Thanks for your help!
Every border town of any size that I've visited has cross-border bus service. In El Paso, for example, an hourly bus from the Greyhound Depot takes you right to the main bus terminal in Juarez -- cheap and easy. I know there's similar service in San Diego/San Ysidro, and undoubtedly in the other cities you mention.
Renting a car to drive into Mexico's interior is another story. Like you, I've never found such a rental agency. Though they might exist, I doubt it -- I've never seen ads, or heard from anyone else who has done this.
Not knowing quite what your plans are, here's another form of transport: in recent years Mexican companies have started shuttle buses and vans from cities in the US with large Mexican-American populations. Find a Denver or Phoenix newspaper, for example, and look in the travel section or classifieds.
If you find a rental into Mexico, please let me know.
best, Carl Franz
Donald H. Carpenter has a website that says this about his novel.... "has written "a remarkably accomplished first novel," according to a review in the Atlanta Journal and Constitution. He "has an eerie way of capturing the psychotic personality," reviewer Joyce Slater wrote. "Psychotics think they're just fine - it's the rest of us who are peculiar." "Dueling Voices" explores the sensitive and shocking subject of child abuse and its horrifying aftereffects - from the sadomasochistic viewpoint of the abuser.... "
Bad Press on Mexico
We are interested in buying your book but wonder if it has the info we are searching for: we are 2 retired couples from the Far Frozen North, but relatively young (early 50's) and are interested in Mexico, specifically the Yucatan peninsula and possibly Belize.
There is much bad press (AAA and CAA) re the crime rate being up 80% and no guarantee that the toll roads are safe etc. Also we wonder about medical facilities as we have two diabetics with us.
We would be RVing from Brownsville TX and hugging the coast to Cancun with many stops along the way.

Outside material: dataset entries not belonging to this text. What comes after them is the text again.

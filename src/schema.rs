//! Strongly-typed schema tree. No `serde_json::Value` in here.
//!
//! Nodes are immutable once built. Children are held behind [`Arc`] so
//! composed schemas for different control types share sub-nodes instead of
//! copying them; composition only ever builds new nodes.
pub mod json;

use std::fmt;
use std::sync::Arc;

use indexmap::{IndexMap, IndexSet};
use regex::Regex;
use serde::{Deserialize, Serialize};

use crate::value::Value;

// ————————————————————————————————————————————————————————————————————————————
// TYPES
// ————————————————————————————————————————————————————————————————————————————

#[derive(Debug, Clone, PartialEq, Serialize, Deserialize)]
#[serde(tag = "kind", rename_all = "snake_case")]
pub enum SchemaNode {
    /// Matches everything (escape hatch for unmodeled props).
    AnyValue,
    Primitive { of: PrimitiveKind },
    Enum { values: Vec<Value> },
    /// String whose start matches `pattern`.
    StringPattern { pattern: Pattern },
    /// Number within inclusive bounds; `integer` additionally rejects floats.
    NumericRange {
        #[serde(default, skip_serializing_if = "Option::is_none")]
        min: Option<f64>,
        #[serde(default, skip_serializing_if = "Option::is_none")]
        max: Option<f64>,
        #[serde(default)]
        integer: bool,
    },
    ArrayOf {
        items: Arc<SchemaNode>,
        #[serde(default, skip_serializing_if = "Option::is_none")]
        min_items: Option<usize>,
        #[serde(default, skip_serializing_if = "Option::is_none")]
        max_items: Option<usize>,
    },
    ObjectOf(ObjectSchema),
    /// At least one branch matches.
    AnyOf { branches: Vec<Arc<SchemaNode>> },
    /// Exactly one branch matches.
    OneOf { branches: Vec<Arc<SchemaNode>> },
}

#[derive(Debug, Clone, Copy, PartialEq, Eq, Hash, Serialize, Deserialize)]
#[serde(rename_all = "snake_case")]
pub enum PrimitiveKind {
    Null,
    Boolean,
    Integer,
    Number,
    String,
    Array,
    Object,
}

#[derive(Debug, Clone, Copy, PartialEq, Eq, Default, Serialize, Deserialize)]
#[serde(rename_all = "snake_case")]
pub enum AdditionalPolicy {
    #[default]
    Allow,
    /// Undeclared keys are errors, but only in strict mode.
    Reject,
}

#[derive(Debug, Clone, PartialEq, Default, Serialize, Deserialize)]
pub struct ObjectSchema {
    #[serde(default)]
    pub properties: IndexMap<String, Arc<SchemaNode>>, // stable order for deterministic errors
    #[serde(default)]
    pub required: IndexSet<String>,
    #[serde(default)]
    pub additional: AdditionalPolicy,
}

/// Compiled regex that compares and serializes by its source text.
#[derive(Clone)]
pub struct Pattern(Regex);

// ————————————————————————————————————————————————————————————————————————————
// IMPLEMENTATION
// ————————————————————————————————————————————————————————————————————————————

impl PrimitiveKind {
    pub fn as_str(self) -> &'static str {
        match self {
            PrimitiveKind::Null => "null",
            PrimitiveKind::Boolean => "boolean",
            PrimitiveKind::Integer => "integer",
            PrimitiveKind::Number => "number",
            PrimitiveKind::String => "string",
            PrimitiveKind::Array => "array",
            PrimitiveKind::Object => "object",
        }
    }

    pub fn parse(s: &str) -> Option<Self> {
        Some(match s {
            "null" => PrimitiveKind::Null,
            "boolean" => PrimitiveKind::Boolean,
            "integer" => PrimitiveKind::Integer,
            "number" => PrimitiveKind::Number,
            "string" => PrimitiveKind::String,
            "array" => PrimitiveKind::Array,
            "object" => PrimitiveKind::Object,
            _ => return None,
        })
    }

    /// An integer is never a boolean; a number is any integer or float.
    pub fn admits(self, v: &Value) -> bool {
        match self {
            PrimitiveKind::Null => matches!(v, Value::Null),
            PrimitiveKind::Boolean => matches!(v, Value::Bool(_)),
            PrimitiveKind::Integer => matches!(v, Value::Int(_)),
            PrimitiveKind::Number => matches!(v, Value::Int(_) | Value::Float(_)),
            PrimitiveKind::String => matches!(v, Value::Str(_)),
            PrimitiveKind::Array => matches!(v, Value::Array(_)),
            PrimitiveKind::Object => matches!(v, Value::Object(_)),
        }
    }
}

impl fmt::Display for PrimitiveKind {
    fn fmt(&self, f: &mut fmt::Formatter<'_>) -> fmt::Result {
        f.write_str(self.as_str())
    }
}

impl Pattern {
    pub fn new(src: &str) -> Result<Self, regex::Error> {
        Regex::new(src).map(Pattern)
    }

    pub fn as_str(&self) -> &str {
        self.0.as_str()
    }

    /// Prefix-anchored match; add `$` to the pattern for a full match.
    pub fn matches_start(&self, s: &str) -> bool {
        self.0.find(s).is_some_and(|m| m.start() == 0)
    }
}

impl PartialEq for Pattern {
    fn eq(&self, other: &Self) -> bool {
        self.as_str() == other.as_str()
    }
}

impl fmt::Debug for Pattern {
    fn fmt(&self, f: &mut fmt::Formatter<'_>) -> fmt::Result {
        write!(f, "Pattern({:?})", self.as_str())
    }
}

impl Serialize for Pattern {
    fn serialize<S: serde::Serializer>(&self, s: S) -> Result<S::Ok, S::Error> {
        s.serialize_str(self.as_str())
    }
}

impl<'de> Deserialize<'de> for Pattern {
    fn deserialize<D: serde::Deserializer<'de>>(d: D) -> Result<Self, D::Error> {
        let src = String::deserialize(d)?;
        Pattern::new(&src).map_err(serde::de::Error::custom)
    }
}

impl SchemaNode {
    pub fn any() -> Self {
        SchemaNode::AnyValue
    }

    pub fn primitive(of: PrimitiveKind) -> Self {
        SchemaNode::Primitive { of }
    }

    pub fn number() -> Self {
        Self::primitive(PrimitiveKind::Number)
    }

    pub fn integer() -> Self {
        Self::primitive(PrimitiveKind::Integer)
    }

    pub fn string() -> Self {
        Self::primitive(PrimitiveKind::String)
    }

    pub fn boolean() -> Self {
        Self::primitive(PrimitiveKind::Boolean)
    }

    pub fn enumeration<I, V>(values: I) -> Self
    where
        I: IntoIterator<Item = V>,
        V: Into<Value>,
    {
        SchemaNode::Enum { values: values.into_iter().map(Into::into).collect() }
    }

    pub fn pattern(src: &str) -> Result<Self, regex::Error> {
        Ok(SchemaNode::StringPattern { pattern: Pattern::new(src)? })
    }

    pub fn range(min: Option<f64>, max: Option<f64>) -> Self {
        SchemaNode::NumericRange { min, max, integer: false }
    }

    pub fn array_of(items: impl Into<Arc<SchemaNode>>) -> Self {
        SchemaNode::ArrayOf { items: items.into(), min_items: None, max_items: None }
    }

    pub fn array_between(
        items: impl Into<Arc<SchemaNode>>,
        min_items: Option<usize>,
        max_items: Option<usize>,
    ) -> Self {
        SchemaNode::ArrayOf { items: items.into(), min_items, max_items }
    }

    pub fn any_of<I, N>(branches: I) -> Self
    where
        I: IntoIterator<Item = N>,
        N: Into<Arc<SchemaNode>>,
    {
        SchemaNode::AnyOf { branches: branches.into_iter().map(Into::into).collect() }
    }

    pub fn one_of<I, N>(branches: I) -> Self
    where
        I: IntoIterator<Item = N>,
        N: Into<Arc<SchemaNode>>,
    {
        SchemaNode::OneOf { branches: branches.into_iter().map(Into::into).collect() }
    }

    pub fn shared(self) -> Arc<SchemaNode> {
        Arc::new(self)
    }

    pub fn as_object(&self) -> Option<&ObjectSchema> {
        match self {
            SchemaNode::ObjectOf(o) => Some(o),
            _ => None,
        }
    }

    /// Declared child schema of an object node.
    pub fn property(&self, key: &str) -> Option<&SchemaNode> {
        self.as_object()?.properties.get(key).map(Arc::as_ref)
    }
}

impl ObjectSchema {
    pub fn new() -> Self {
        Self::default()
    }

    pub fn prop(mut self, key: &str, schema: impl Into<Arc<SchemaNode>>) -> Self {
        self.properties.insert(key.to_string(), schema.into());
        self
    }

    pub fn require(mut self, key: &str) -> Self {
        self.required.insert(key.to_string());
        self
    }

    pub fn additional(mut self, policy: AdditionalPolicy) -> Self {
        self.additional = policy;
        self
    }

    pub fn into_node(self) -> SchemaNode {
        SchemaNode::ObjectOf(self)
    }
}

impl From<ObjectSchema> for SchemaNode {
    fn from(o: ObjectSchema) -> Self {
        SchemaNode::ObjectOf(o)
    }
}

// ------------------------------- Tests ------------------------------------ //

Appreciate any news you can provide.
Sincerely Norm and Louise Fowler, Karen Harris & Richard Herman
The best way to find out if our book. The People's Guide to Mexico has what you need is to check it out at your local library. If you want a "directory" style guidebook of specific hotels, restaurants, etc., you're better off with Moon, Lonely Planet or others. We cover the rest -- language, food, cop, driving, bribes, health, and so on (and on and on, for almost 600 pages).
Read the PG and it should answer the questions you posed in your email. If we listen to nothing but "bad press", none of would probably ever leave our own front yards.
Stay tuned to our website; there are a lot of people with the same sort of questions, and we're answering them just as fast as we can. In particular, check out the Letters section, the articles on safety and health, etc. (I'll also be posting a new article and photos on RV'ing... soon.)
Your biggest hurdle right now is overcoming the (inevitable) initial nervousness of first-timers to Mexico. Don't worry; you'll get over it!